Ya que hablamos de construir, fueron tres los elementos que forjaron las ciudades del siglo XX: el cemento, el metal y el petróleo, reunidos todos bajo la marejada de la maquinización. Si este trío constituyó el territorio de la materia prima, fue el auto como producto masivo el disparador de la ilusión colectiva. Recordemos que el auto empezó siendo un juguete caro de los ricos, que encontraron en ese vehículo una manera individual de ser más rápidos que la masa: los aviones privados de hoy se nutren de la misma intención. Fue cuando Henry Ford revolucionó su fabricación mediante la línea de ensamblaje que el juguete caro se convirtió en un sueño alcanzable para la clase media, y un inmenso torrente de capital, intereses y lobbies confluyeron en la quimera de una ciudad más extensa en la que cada uno podía desplazarse individualmente con velocidad. Sin embargo, los atascos urbanos de hoy nos refriegan en nuestros parabrisas que ese postulado jamás se cumplió: los ciudadanos contemporáneos pueden perder hasta 156 horas al año detenidos en el tráfico y, en horas punta se ha llegado a medir que un auto avanza en promedio a dos kilómetros por hora. Digamos que Michael Jackson avanzaría más rápido haciendo su paso lunar, por lo que seguirle apostando dinero público al auto particular es un sinsentido por donde se mire, más aún en América Latina, donde solo el 20 % de los habitantes tiene auto propio. Quizá no sea tarde para seguir el ejemplo de los niños y los padres del barrio de De Pijp, en Ámsterdam, que en 1972 se atrincheraron para evitar que los autos ingresaran a sus calles y tuvieran más espacio para jugar sin ser atropellados: un anticipo de la revolución que transformó a la capital neerlandesa en un ejemplo de ciudad a escala humana.

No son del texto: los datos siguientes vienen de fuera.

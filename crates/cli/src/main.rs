//! `quarry` binary: serve the extraction service, run migrations, or
//! bootstrap an API key.

use std::{sync::Arc, time::Duration};

use {
    anyhow::{Context, Result},
    clap::{Parser, Subcommand},
    tokio_util::sync::CancellationToken,
    tracing::{info, warn},
};

use {
    quarry_common::{hash::sha256_hex, logging},
    quarry_config::{RemoteConfig, ServiceConfig, TierTable},
    quarry_crawler::{CrawlEngine, HttpFetcher},
    quarry_extract::{ConfigResolver, FallbackExecutor},
    quarry_gateway::{AppState, auth::generate_api_key, serve},
    quarry_llm::{HttpExtractor, ProviderRegistry},
    quarry_scheduler::{CleanupLoop, IdleMonitor, Scheduler, SchedulerConfig},
    quarry_store::{AuthStore, JobStore, SqliteStore, types::ApiPrincipal},
    quarry_webhooks::{SecretCipher, WebhookDispatcher},
};

/// Drain deadline for graceful shutdown.
const SHUTDOWN_DEADLINE: Duration = Duration::from_secs(30);

#[derive(Parser)]
#[command(name = "quarry", about = "Quarry — LLM-powered web extraction service")]
struct Cli {
    #[command(subcommand)]
    command: Option<Commands>,
}

#[derive(Subcommand)]
enum Commands {
    /// Run the gateway, scheduler, and webhook loops (default).
    Serve,
    /// Run database migrations and exit.
    Migrate,
    /// Mint a platform API key (bootstrap for the first admin).
    CreateApiKey {
        #[arg(long)]
        user_id: String,
        #[arg(long, default_value = "free")]
        tier: String,
        #[arg(long, default_value_t = false)]
        admin: bool,
        #[arg(long, default_value_t = false)]
        byok: bool,
    },
}

#[tokio::main]
async fn main() -> Result<()> {
    let cli = Cli::parse();
    let config = ServiceConfig::from_env().context("loading configuration")?;
    logging::init(&config.log_level, logging::LogFormat::parse(&config.log_format));

    match cli.command.unwrap_or(Commands::Serve) {
        Commands::Serve => run_serve(config).await,
        Commands::Migrate => {
            SqliteStore::new(&config.database_url).await?;
            info!("migrations applied");
            Ok(())
        },
        Commands::CreateApiKey {
            user_id,
            tier,
            admin,
            byok,
        } => {
            let store = SqliteStore::new(&config.database_url).await?;
            let api_key = generate_api_key();
            store
                .insert_api_key(&sha256_hex(&api_key), &ApiPrincipal {
                    user_id,
                    tier,
                    is_admin: admin,
                    is_byok: byok,
                })
                .await?;
            // Shown once; only the hash is stored.
            println!("{api_key}");
            Ok(())
        },
    }
}

async fn run_serve(config: ServiceConfig) -> Result<()> {
    let store = Arc::new(SqliteStore::new(&config.database_url).await?);
    let client = reqwest::Client::new();
    let registry = Arc::new(ProviderRegistry::new());
    let tiers = Arc::new(TierTable::new());
    let cancel = CancellationToken::new();
    let mut tasks = Vec::new();

    // Remote config overlay, when a bucket is configured.
    let remote = config.blocklist_bucket.as_ref().map(|bucket| {
        let remote = Arc::new(RemoteConfig::new(client.clone(), bucket.clone()));
        remote.on_log_filters(Arc::new(|directives| {
            info!(?directives, "log filter rules updated");
        }));
        remote
    });
    if let Some(remote) = &remote {
        remote.refresh(&tiers).await;
        tasks.push(remote.clone().spawn_refresh_loop(tiers.clone(), cancel.clone()));
    }

    // Mirror the effective tier table into SQLite for ClaimPending.
    store.sync_tier_limits(&tiers.snapshot()).await?;
    tasks.push(spawn_tier_sync(store.clone(), tiers.clone(), cancel.clone()));

    let cipher = match &config.encryption_key {
        Some(key) => {
            use secrecy::ExposeSecret;
            Some(Arc::new(SecretCipher::from_hex(key.expose_secret())?))
        },
        None => {
            warn!("ENCRYPTION_KEY not set: webhook secrets will be stored unencrypted");
            None
        },
    };

    let fetcher = Arc::new(HttpFetcher::new(
        client.clone(),
        config.request_timeout,
        config.render_service_url.clone(),
    ));
    let extractor = Arc::new(HttpExtractor::new(
        client.clone(),
        registry.clone(),
        config.llm_request_timeout,
    ));
    let executor = Arc::new(FallbackExecutor::new(extractor, store.clone()));
    let resolver = Arc::new(ConfigResolver::new(
        store.clone(),
        store.clone(),
        registry.clone(),
        remote.clone(),
    ));
    let dispatcher = Arc::new(WebhookDispatcher::new(
        store.clone(),
        store.clone(),
        client.clone(),
        cipher.clone(),
    ));
    let engine = Arc::new(CrawlEngine::new(fetcher.clone(), executor.clone()));

    let idle = config.idle_timeout.map(IdleMonitor::new);
    if let Some(idle) = &idle {
        tasks.push(idle.clone().spawn_watch(cancel.clone()));
    }

    // Scheduler worker loops.
    let mut scheduler = Scheduler::new(
        store.clone(),
        engine,
        dispatcher.clone(),
        SchedulerConfig {
            workers: config.scheduler_workers,
            poll_interval: config.poll_interval,
            stale_job_age: config.stale_job_age,
        },
    );
    if let Some(idle) = &idle {
        scheduler = scheduler.with_idle_monitor(idle.clone());
    }
    let scheduler_handle = tokio::spawn(Arc::new(scheduler).run(cancel.clone()));

    tasks.push(dispatcher.clone().spawn_retry_loop(cancel.clone()));
    if config.cleanup_enabled {
        let cleanup = Arc::new(CleanupLoop::new(store.clone(), config.cleanup_interval));
        tasks.push(cleanup.spawn(cancel.clone()));
    }

    let state = Arc::new(AppState {
        config: config.clone(),
        jobs: store.clone(),
        chains: store.clone(),
        keys: store.clone(),
        auth: store.clone(),
        webhooks: store.clone(),
        registry,
        resolver,
        executor,
        fetcher,
        dispatcher,
        tiers,
        remote,
        cipher,
        idle: idle.clone(),
    });

    // Shutdown on ctrl-c, SIGTERM, or the idle monitor.
    let shutdown = cancel.clone();
    let idle_shutdown = idle.as_ref().map(|m| m.shutdown_token());
    tokio::spawn(async move {
        let idle_fired = async {
            match idle_shutdown {
                Some(token) => token.cancelled_owned().await,
                None => std::future::pending().await,
            }
        };
        tokio::select! {
            _ = tokio::signal::ctrl_c() => info!("interrupt received"),
            () = terminate_signal() => info!("terminate received"),
            () = idle_fired => info!("idle shutdown"),
        }
        shutdown.cancel();
    });

    let server_handle = tokio::spawn(serve(state, cancel.clone()));
    cancel.cancelled().await;

    // Drain order: workers finish their jobs, then the listener closes,
    // each bounded by the shutdown deadline.
    if tokio::time::timeout(SHUTDOWN_DEADLINE, scheduler_handle)
        .await
        .is_err()
    {
        warn!("scheduler did not drain within the shutdown deadline");
    }
    match tokio::time::timeout(SHUTDOWN_DEADLINE, server_handle).await {
        Ok(joined) => joined??,
        Err(_) => warn!("listener did not close within the shutdown deadline"),
    }
    for task in tasks {
        task.abort();
    }
    info!("shutdown complete");
    Ok(())
}

fn spawn_tier_sync(
    store: Arc<SqliteStore>,
    tiers: Arc<TierTable>,
    cancel: CancellationToken,
) -> tokio::task::JoinHandle<()> {
    tokio::spawn(async move {
        loop {
            tokio::select! {
                () = tokio::time::sleep(Duration::from_secs(300)) => {},
                () = cancel.cancelled() => break,
            }
            if let Err(e) = store.sync_tier_limits(&tiers.snapshot()).await {
                warn!(error = %e, "tier limit sync failed");
            }
        }
    })
}

#[cfg(unix)]
async fn terminate_signal() {
    use tokio::signal::unix::{SignalKind, signal};
    match signal(SignalKind::terminate()) {
        Ok(mut stream) => {
            stream.recv().await;
        },
        Err(_) => std::future::pending().await,
    }
}

#[cfg(not(unix))]
async fn terminate_signal() {
    std::future::pending().await
}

Si aquel intercambio con mis hijas me hizo reflexionar sobre la importancia que le he dado a los autos en mi vida, la charla de Moreno me ha llevado a indagar aún más en las razones: fui un niño que jugaba con carritos, así como los niños de otras generaciones jugaban con soldaditos de plomo; los dibujos animados, como Meteoro en su Mach 5, refrendaban esos juegos y le añadían emociones; James Dean en su bólido y James Bond en el suyo siguieron esculpiendo la intuición de que para hacer conquistas los caballeros modernos habían trocado al caballo por un auto, y basta con ojear a los Transformers y a los Rápidos y Furiosos para entender que el relato se ha seguido extendiendo hasta el siglo actual.

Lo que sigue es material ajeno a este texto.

//! API error type with JSON responses.

use {
    axum::{
        Json,
        http::StatusCode,
        response::{IntoResponse, Response},
    },
    serde_json::json,
    thiserror::Error,
    tracing::error,
};

#[derive(Debug, Error)]
pub enum ApiError {
    #[error("{0}")]
    BadRequest(String),

    #[error("authentication required")]
    Unauthorized,

    #[error("admin access required")]
    Forbidden,

    #[error("{0} not found")]
    NotFound(String),

    #[error("{0}")]
    Conflict(String),

    #[error("internal error")]
    Internal(#[source] anyhow::Error),
}

impl ApiError {
    #[must_use]
    pub fn bad_request(message: impl Into<String>) -> Self {
        Self::BadRequest(message.into())
    }

    #[must_use]
    pub fn not_found(what: impl Into<String>) -> Self {
        Self::NotFound(what.into())
    }

    fn status(&self) -> StatusCode {
        match self {
            Self::BadRequest(_) => StatusCode::BAD_REQUEST,
            Self::Unauthorized => StatusCode::UNAUTHORIZED,
            Self::Forbidden => StatusCode::FORBIDDEN,
            Self::NotFound(_) => StatusCode::NOT_FOUND,
            Self::Conflict(_) => StatusCode::CONFLICT,
            Self::Internal(_) => StatusCode::INTERNAL_SERVER_ERROR,
        }
    }
}

impl IntoResponse for ApiError {
    fn into_response(self) -> Response {
        if let Self::Internal(source) = &self {
            error!(error = ?source, "request failed");
        }
        let status = self.status();
        (status, Json(json!({"error": self.to_string()}))).into_response()
    }
}

impl From<quarry_store::Error> for ApiError {
    fn from(e: quarry_store::Error) -> Self {
        match e {
            quarry_store::Error::NotFound { what } => Self::NotFound(what),
            quarry_store::Error::Conflict { what } => Self::Conflict(format!("{what} already exists")),
            other => Self::Internal(other.into()),
        }
    }
}

impl From<anyhow::Error> for ApiError {
    fn from(e: anyhow::Error) -> Self {
        Self::Internal(e)
    }
}

pub type ApiResult<T> = Result<T, ApiError>;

Es claro que mis hijas han crecido con estímulos distintos y que la suya fue una adolescencia distinta de la mía, empecinada desde la carencia en alcanzar la medianía de un sueño burguesito en el que el carro simbolizaba independencia y estatus; así que quizá haya escrito esto no solo para que entiendan mi reacción, sino para que se asomen a las consecuencias de un gran relato imaginado con buenas intenciones, pero orquestado por intereses que nos han reventado en la cara como un airbag.